— The problem —
Out of the data below, copy every line with the string "format".

=== Begin Enclosure ===

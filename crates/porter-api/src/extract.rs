//! Credential header extraction.
//!
//! Target tokens arrive in dedicated headers, never in URLs or bodies, so
//! they stay out of access logs. Downloads and uploads use one token;
//! transfers carry one per side.

use axum::http::HeaderMap;

use porter_core::error::AppError;
use porter_core::types::token_digest;

use crate::error::ApiError;

/// Token for the single target of a download or upload.
pub const TOKEN_HEADER: &str = "porter-token";
/// Token for the source side of a transfer.
pub const SOURCE_TOKEN_HEADER: &str = "porter-source-token";
/// Token for the destination side of a transfer.
pub const DESTINATION_TOKEN_HEADER: &str = "porter-destination-token";

/// Read a required token header.
pub fn require_token(headers: &HeaderMap, name: &str) -> Result<String, ApiError> {
    let value = headers
        .get(name)
        .and_then(|v| v.to_str().ok())
        .map(str::trim)
        .unwrap_or_default();
    if value.is_empty() {
        return Err(AppError::unauthorized(format!("Missing '{name}' header")).into());
    }
    Ok(value.to_string())
}

/// Digest persisted on a transfer record and compared on every poll.
pub fn transfer_digest(source_token: &str, destination_token: &str) -> String {
    token_digest(&format!("{source_token}:{destination_token}"))
}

=== End Enclosure ===

— Task response —
        return Err(AppError::unauthorized(format!("Missing '{name}' header")).into());
    token_digest(&format!("{source_token}:{destination_token}"))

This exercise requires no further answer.